A healthy unit test suite is supposed to be your safety net: fast feedback, reliable results, and the confidence to refactor. But many .NET codebases drift into a place where tests become fragile, slow, and tightly coupled to implementation details.

This article collects the most common unit test anti-patterns (“test smells”) you’ll see in .NET projects and shows practical fixes.

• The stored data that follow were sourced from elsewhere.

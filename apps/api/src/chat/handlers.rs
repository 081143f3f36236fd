//! Axum route handlers for the career chat and its saved history.

use std::sync::Arc;

use axum::{
    extract::{Path, State},
    http::StatusCode,
    response::Response,
    Json,
};
use chrono::Utc;
use futures::FutureExt;
use serde::{Deserialize, Serialize};
use tokio::time::Instant;
use tracing::{error, info};
use uuid::Uuid;

use super::models::{Chat, ChatMessage, ChatRole};
use super::prompts::{CAREER_ASSISTANT, CHAT_SAMPLING};
use super::related::RelatedQuestions;
use crate::auth::AuthUser;
use crate::errors::AppError;
use crate::llm_client::prompts::with_current_date;
use crate::llm_client::registry::DEFAULT_MODEL;
use crate::llm_client::Prompt;
use crate::state::AppState;
use crate::streaming::{
    data_stream_response, relay_with_enrichment, Completion, OnFinish, SmoothOptions,
};

// ────────────────────────────────────────────────────────────────────────────
// Request / Response types
// ────────────────────────────────────────────────────────────────────────────

#[derive(Debug, Deserialize)]
pub struct ChatRequest {
    pub id: Option<String>,
    pub messages: Vec<ChatMessage>,
    pub model: Option<String>,
}

#[derive(Debug, Serialize)]
pub struct ChatsResponse {
    pub chats: Vec<Chat>,
}

#[derive(Debug, Serialize)]
pub struct ChatResponse {
    pub chat: Chat,
}

// ────────────────────────────────────────────────────────────────────────────
// Helpers
// ────────────────────────────────────────────────────────────────────────────

/// Saves the request messages plus the finished assistant reply.
fn save_on_finish(state: &AppState, chat_id: String, user_id: Uuid, messages: Vec<ChatMessage>) -> OnFinish {
    let chats = Arc::clone(&state.chats);
    Box::new(move |completion: Completion| {
        async move {
            let mut messages = messages;
            messages.push(ChatMessage {
                role: ChatRole::Assistant,
                content: completion.text,
                annotations: completion.annotations,
            });
            let chat = Chat::new(chat_id, user_id, messages, Utc::now());
            if let Err(e) = chats.save(&chat).await {
                error!("Failed to save chat {}: {e}", chat.id);
            }
        }
        .boxed()
    })
}

// ────────────────────────────────────────────────────────────────────────────
// Handlers
// ────────────────────────────────────────────────────────────────────────────

/// POST /api/chat
///
/// Streams the assistant reply as a data stream, then three related questions on the
/// annotation channel. Signed-in users get the exchange saved once the stream finishes.
pub async fn handle_chat(
    State(state): State<AppState>,
    user: Option<AuthUser>,
    Json(request): Json<ChatRequest>,
) -> Result<Response, AppError> {
    if request.messages.is_empty() {
        return Err(AppError::Validation("At least one message is required".to_string()));
    }

    let chat_id = request
        .id
        .filter(|id| !id.trim().is_empty())
        .unwrap_or_else(|| Uuid::new_v4().to_string());
    let model = state
        .models
        .resolve(request.model.as_deref().unwrap_or(DEFAULT_MODEL));

    let prompt = Prompt {
        system: Some(with_current_date(CAREER_ASSISTANT, Utc::now().date_naive())),
        messages: request
            .messages
            .iter()
            .map(ChatMessage::to_prompt_message)
            .collect(),
        sampling: CHAT_SAMPLING,
    };

    info!(
        "Chat {chat_id}: {} messages, model {}",
        request.messages.len(),
        model.id()
    );
    let deadline = Instant::now() + state.config.request_timeout;
    let primary = model.stream_text(&prompt).await?;

    let related = Arc::new(RelatedQuestions::new(state.models.resolve_default()));
    let on_finish =
        user.map(|user| save_on_finish(&state, chat_id, user.user_id, request.messages));

    Ok(data_stream_response(relay_with_enrichment(
        primary,
        Some(SmoothOptions::words(state.config.smooth_delay)),
        related,
        on_finish,
        deadline,
    )))
}

/// GET /api/chats
pub async fn handle_list_chats(
    State(state): State<AppState>,
    user: AuthUser,
) -> Result<Json<ChatsResponse>, AppError> {
    let chats = state.chats.list(user.user_id).await?;
    Ok(Json(ChatsResponse { chats }))
}

/// GET /api/chats/:id
pub async fn handle_get_chat(
    State(state): State<AppState>,
    user: AuthUser,
    Path(chat_id): Path<String>,
) -> Result<Json<ChatResponse>, AppError> {
    let chat = state
        .chats
        .get(user.user_id, &chat_id)
        .await?
        .ok_or_else(|| AppError::NotFound("Chat not found".to_string()))?;
    Ok(Json(ChatResponse { chat }))
}

/// DELETE /api/chats/:id
pub async fn handle_delete_chat(
    State(state): State<AppState>,
    user: AuthUser,
    Path(chat_id): Path<String>,
) -> Result<StatusCode, AppError> {
    if !state.chats.delete(user.user_id, &chat_id).await? {
        return Err(AppError::NotFound("Chat not found".to_string()));
    }
    info!("Deleted chat {chat_id}");
    Ok(StatusCode::NO_CONTENT)
}

/// DELETE /api/chats
pub async fn handle_clear_chats(
    State(state): State<AppState>,
    user: AuthUser,
) -> Result<StatusCode, AppError> {
    state.chats.clear(user.user_id).await?;
    info!("Cleared chat history for user {}", user.user_id);
    Ok(StatusCode::NO_CONTENT)
}
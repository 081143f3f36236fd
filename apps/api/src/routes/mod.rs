pub mod health;

use axum::{
    extract::DefaultBodyLimit,
    routing::{get, post},
    Router,
};

use crate::auth::handlers as auth;
use crate::chat::handlers as chat;
use crate::compass::handlers as compass;
use crate::state::AppState;

/// Resume uploads are capped at 10 MiB.
pub const MAX_UPLOAD_BYTES: usize = 10 * 1024 * 1024;

pub fn build_router(state: AppState) -> Router {
    Router::new()
        .route("/health", get(health::health_handler))
        // Career Compass
        .route("/api/career-compass", post(compass::handle_career_compass))
        .route(
            "/api/career-compass/structured",
            post(compass::handle_structured_compass),
        )
        .route(
            "/api/career-compass/validate-resume",
            post(compass::handle_validate_resume),
        )
        .route(
            "/api/career-compass/save-report",
            post(compass::handle_save_report),
        )
        .route("/api/career-compass/load", get(compass::handle_load_report))
        .route(
            "/api/career-compass-manual",
            post(compass::handle_manual_markdown),
        )
        .route(
            "/api/career-compass-manual/structured",
            post(compass::handle_manual_structured),
        )
        .route(
            "/api/career-compass-manual/validate",
            post(compass::handle_validate_manual_details),
        )
        // Chat
        .route("/api/chat", post(chat::handle_chat))
        .route(
            "/api/chats",
            get(chat::handle_list_chats).delete(chat::handle_clear_chats),
        )
        .route(
            "/api/chats/:id",
            get(chat::handle_get_chat).delete(chat::handle_delete_chat),
        )
        // Accounts
        .route("/api/auth/register", post(auth::handle_register))
        .route("/api/auth/verify", get(auth::handle_verify))
        .route(
            "/api/auth/resend-verification",
            post(auth::handle_resend_verification),
        )
        .route(
            "/api/auth/check-verification",
            post(auth::handle_check_verification),
        )
        .route("/api/auth/login", post(auth::handle_login))
        .route(
            "/api/auth/forgot-password",
            post(auth::handle_forgot_password),
        )
        .route(
            "/api/auth/reset-password",
            post(auth::handle_reset_password),
        )
        .layer(DefaultBodyLimit::max(MAX_UPLOAD_BYTES))
        .with_state(state)
}
//! Career chat: streamed answers with follow-up questions, and per-user history.

pub mod handlers;
pub mod models;
pub mod prompts;
pub mod related;
pub mod store;

pub use store::{ChatRepository, RedisChatStore};
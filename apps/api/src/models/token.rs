use chrono::{DateTime, Utc};
use sqlx::FromRow;

/// Row shape shared by `verification_tokens` and `password_reset_tokens`.
#[derive(Debug, Clone, FromRow)]
pub struct TokenRow {
    pub identifier: String,
    pub token: String,
    pub expires: DateTime<Utc>,
}

impl TokenRow {
    pub fn is_expired(&self, now: DateTime<Utc>) -> bool {
        self.expires <= now
    }
}
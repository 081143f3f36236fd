//! One saved Career Compass report per user.

use serde_json::Value;
use sqlx::PgPool;
use tracing::info;
use uuid::Uuid;

use crate::errors::AppError;
use crate::models::report::ReportRow;

/// Creates the user's report or replaces both halves of it in one statement.
pub async fn save_report(
    pool: &PgPool,
    user_id: Uuid,
    structured_data: &Value,
    markdown_report: &str,
) -> Result<ReportRow, AppError> {
    let saved = sqlx::query_as::<_, ReportRow>(
        r#"
        INSERT INTO career_compass_reports (user_id, structured_data, markdown_report)
        SELECT id, $2, $3 FROM users WHERE id = $1
        ON CONFLICT (user_id) DO UPDATE
            SET structured_data = EXCLUDED.structured_data,
                markdown_report = EXCLUDED.markdown_report,
                updated_at = now()
        RETURNING *
        "#,
    )
    .bind(user_id)
    .bind(structured_data)
    .bind(markdown_report)
    .fetch_optional(pool)
    .await?;

    let report = saved.ok_or_else(|| AppError::NotFound("User not found".to_string()))?;
    info!("Saved career compass report for user {user_id}");
    Ok(report)
}

/// `Ok(None)` when the user exists but has not saved a report yet.
pub async fn load_report(pool: &PgPool, user_id: Uuid) -> Result<Option<ReportRow>, AppError> {
    let user_exists: bool = sqlx::query_scalar("SELECT EXISTS(SELECT 1 FROM users WHERE id = $1)")
        .bind(user_id)
        .fetch_one(pool)
        .await?;
    if !user_exists {
        return Err(AppError::NotFound("User not found".to_string()));
    }

    Ok(sqlx::query_as::<_, ReportRow>(
        "SELECT * FROM career_compass_reports WHERE user_id = $1",
    )
    .bind(user_id)
    .fetch_optional(pool)
    .await?)
}
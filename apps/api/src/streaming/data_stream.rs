//! Line-framed data stream used by chat: text and annotations travel on separate channels.
//!
//! Every part is one line, `<code>:<json>\n`:
//! - `0:` text fragment (JSON string)
//! - `8:` message annotations (JSON array)
//! - `3:` error message (JSON string)
//! - `d:` finish message (JSON object)

use axum::{
    body::Body,
    http::HeaderName,
    response::{IntoResponse, Response},
};
use futures::{Stream, StreamExt};
use serde::{Deserialize, Serialize};
use serde_json::{json, Value};

use super::relay::STREAM_HEADERS;

pub const RELATED_QUESTIONS: &str = "related-questions";

/// Out-of-band payload attached to an assistant message.
#[derive(Debug, Clone, PartialEq, Serialize, Deserialize)]
pub struct Annotation {
    #[serde(rename = "type")]
    pub kind: String,
    pub data: Value,
}

impl Annotation {
    pub fn related_questions(items: Value) -> Self {
        Self {
            kind: RELATED_QUESTIONS.to_string(),
            data: json!({ "items": items }),
        }
    }
}

#[derive(Debug, Clone, PartialEq)]
pub enum StreamPart {
    Text(String),
    Annotation(Annotation),
    Error(String),
    Finish,
}

impl StreamPart {
    pub fn encode(&self) -> String {
        match self {
            StreamPart::Text(text) => format!("0:{}\n", Value::from(text.as_str())),
            StreamPart::Annotation(annotation) => format!("8:{}\n", json!([annotation])),
            StreamPart::Error(message) => format!("3:{}\n", Value::from(message.as_str())),
            StreamPart::Finish => format!("d:{}\n", json!({ "finishReason": "stop" })),
        }
    }
}

pub fn data_stream_response<S>(parts: S) -> Response
where
    S: Stream<Item = StreamPart> + Send + 'static,
{
    let body = Body::from_stream(parts.map(|part| Ok::<_, std::convert::Infallible>(part.encode())));
    (
        STREAM_HEADERS,
        [(HeaderName::from_static("x-vercel-ai-data-stream"), "v1")],
        body,
    )
        .into_response()
}

#[cfg(test)]
mod tests {
    use super::*;

    #[test]
    fn test_text_part_is_json_string_line() {
        let line = StreamPart::Text("He said \"hi\"\n".to_string()).encode();
        assert_eq!(line, "0:\"He said \\\"hi\\\"\\n\"\n");
    }

    #[test]
    fn test_annotation_part_wraps_in_array() {
        let line = StreamPart::Annotation(Annotation::related_questions(json!([]))).encode();
        let payload = line
            .strip_prefix("8:")
            .and_then(|rest| rest.strip_suffix('\n'))
            .unwrap();
        let value: Value = serde_json::from_str(payload).unwrap();
        assert_eq!(
            value,
            json!([{ "type": "related-questions", "data": { "items": [] } }])
        );
    }

    #[test]
    fn test_finish_and_error_parts() {
        assert_eq!(StreamPart::Finish.encode(), "d:{\"finishReason\":\"stop\"}\n");
        assert_eq!(StreamPart::Error("boom".to_string()).encode(), "3:\"boom\"\n");
    }

    #[tokio::test]
    async fn test_response_carries_protocol_header() {
        let response = data_stream_response(futures::stream::iter(vec![StreamPart::Finish]));
        assert_eq!(response.headers()["x-vercel-ai-data-stream"], "v1");
        assert_eq!(response.headers()["content-type"], "text/event-stream");
    }
}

FIrstly lets discuss the project structure and what to cover and what not to cover by unit tests:

Anti-Pattern 1: Testing Implementation Details

Smell

  • Reflection to call private methods
  • InternalsVisibleTo added purely for tests
  • Asserting “private helper X was called.”

Example:

// ❌ Bad: testing a private method via reflection (brittle, implementation-coupled)
[Fact]
public void CalculateTax_ReturnsExpected()
{
    var order = new Order(/* ... */);

    var method = typeof(Order).GetMethod("CalculateTax",
        BindingFlags.Instance | BindingFlags.NonPublic);

    var tax = (decimal)method!.Invoke(order, null)!;

    Assert.Equal(2.50m, tax);
}

Fix

Test via public API

If private logic is complex, extract it into a separate class with a clear responsibility and test that class through its public surface.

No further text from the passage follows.